Lily was sitting in the counselor’s office on a little orange chair, swinging her feet because they didn’t reach the floor. She had her backpack on her lap. When she saw me she just said, “Hi, Mama.” Like it was any other day.
I hugged her for a long time and she let me and then she pulled back and said, “Can we get McDonald’s?” Kids, man. I don’t know. I think she didn’t understand yet what she’d done by telling. I think part of her had just wanted to say it out loud and see what happened.
The medical exam was scheduled for the next morning. The pediatrician was gentle, went slow, let Lily hold a stuffed frog the whole time. When she touched Lily’s left hand, Lily flinched on two of the fingers. She didn’t cry or anything. She just went quiet and looked at the wall. That was almost worse than if she’d cried. The doctor ordered X-rays. Both hands.
We sat in the waiting area for the results for what felt like forever. I got Lily a juice box from the little fridge they had near the front desk. I texted Kevin that Lily had a doctor’s appointment. He texted back a thumbs up. I stared at that thumbs up for a long time.
The orthopedic surgeon’s name was Dr. Hamm. He was an older man, kind of stocky, and he was very quiet when he brought me into his office. He put the X-ray film up on the light box himself and stood back and looked at me, not at the film, when he started talking. That’s when I knew. When a doctor looks at you instead of the image, it means the image is already the least complicated part of this conversation.

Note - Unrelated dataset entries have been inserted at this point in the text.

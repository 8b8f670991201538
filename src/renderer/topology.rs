//! Draw topology.

use std::fmt;
use std::str::FromStr;

/// Primitive topology a mesh is drawn with.
#[derive(Debug, Clone, Copy, PartialEq, Eq, Hash, Default)]
pub enum DrawMode {
    Points,
    Lines,
    LineLoop,
    LineStrip,
    #[default]
    Triangles,
    TriangleStrip,
    TriangleFan,
}

impl DrawMode {
    pub const ALL: [DrawMode; 7] = [
        Self::Points,
        Self::Lines,
        Self::LineLoop,
        Self::LineStrip,
        Self::Triangles,
        Self::TriangleStrip,
        Self::TriangleFan,
    ];

    #[must_use]
    pub fn as_str(self) -> &'static str {
        match self {
            Self::Points => "POINTS",
            Self::Lines => "LINES",
            Self::LineLoop => "LINE_LOOP",
            Self::LineStrip => "LINE_STRIP",
            Self::Triangles => "TRIANGLES",
            Self::TriangleStrip => "TRIANGLE_STRIP",
            Self::TriangleFan => "TRIANGLE_FAN",
        }
    }

    /// The WGPU topology for this mode.
    ///
    /// WGPU has no line loops or triangle fans; those return `None` and must
    /// be rejected by WGPU-backed contexts.
    #[must_use]
    pub fn topology(self) -> Option<wgpu::PrimitiveTopology> {
        use wgpu::PrimitiveTopology as T;
        match self {
            Self::Points => Some(T::PointList),
            Self::Lines => Some(T::LineList),
            Self::LineStrip => Some(T::LineStrip),
            Self::Triangles => Some(T::TriangleList),
            Self::TriangleStrip => Some(T::TriangleStrip),
            Self::LineLoop | Self::TriangleFan => None,
        }
    }
}

impl fmt::Display for DrawMode {
    fn fmt(&self, f: &mut fmt::Formatter<'_>) -> fmt::Result {
        f.write_str(self.as_str())
    }
}

/// Error returned when parsing an unknown draw mode name.
#[derive(Debug, Clone, PartialEq, Eq)]
pub struct UnknownDrawMode(pub String);

impl fmt::Display for UnknownDrawMode {
    fn fmt(&self, f: &mut fmt::Formatter<'_>) -> fmt::Result {
        write!(f, "unknown draw mode {:?}", self.0)
    }
}

impl std::error::Error for UnknownDrawMode {}

impl FromStr for DrawMode {
    type Err = UnknownDrawMode;

    /// Parses a mode name, ignoring ASCII case.
    fn from_str(s: &str) -> Result<Self, Self::Err> {
        Self::ALL
            .into_iter()
            .find(|mode| mode.as_str().eq_ignore_ascii_case(s))
            .ok_or_else(|| UnknownDrawMode(s.to_string()))
    }
}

He pointed to three spots on Lily’s left hand. Tiny white lines on the bones, a couple of them barely visible. He said, “These are bending fractures. Consistent with someone pulling the fingers backwards with significant force.” He said they were at different stages of healing, which meant it hadn’t happened once. It had happened multiple times, over a period of about six to eight months. He said the person doing this would have to have regular, daily access to her. He said it in a factual tone, the way doctors do, but he was watching my face the whole time.

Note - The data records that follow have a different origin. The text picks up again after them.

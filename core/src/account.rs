//! Account balances

use chrono::{DateTime, Utc};
use serde::{Deserialize, Serialize};

use crate::UserId;

/// Per-user balance state, owned by the ledger store.
#[derive(Debug, Clone, PartialEq, Eq, Serialize, Deserialize)]
pub struct Account {
    pub id: UserId,
    /// Credits the user can spend on unlocks and messages
    pub spendable_balance: u64,
    /// Creator earnings pending withdrawal
    pub earned_balance: u64,
    pub last_withdrawal_at: Option<DateTime<Utc>>,
    pub created_at: DateTime<Utc>,
}

impl Account {
    pub fn new(id: impl Into<UserId>, created_at: DateTime<Utc>) -> Self {
        Self {
            id: id.into(),
            spendable_balance: 0,
            earned_balance: 0,
            last_withdrawal_at: None,
            created_at,
        }
    }

    pub fn can_afford(&self, amount: u64) -> bool {
        self.spendable_balance >= amount
    }
}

Six to eight months. Kevin had been with me for eleven.
I called my mom from the parking garage and I couldn’t even get through a full sentence. She lives forty minutes away and she was in her car in about four minutes, she told me later. I sat on the concrete floor next to a support pillar while Lily ate a granola bar and watched a show on my phone with headphones on and I just completely fell apart right there. The kind of crying where you’re not making any sound. Just shaking.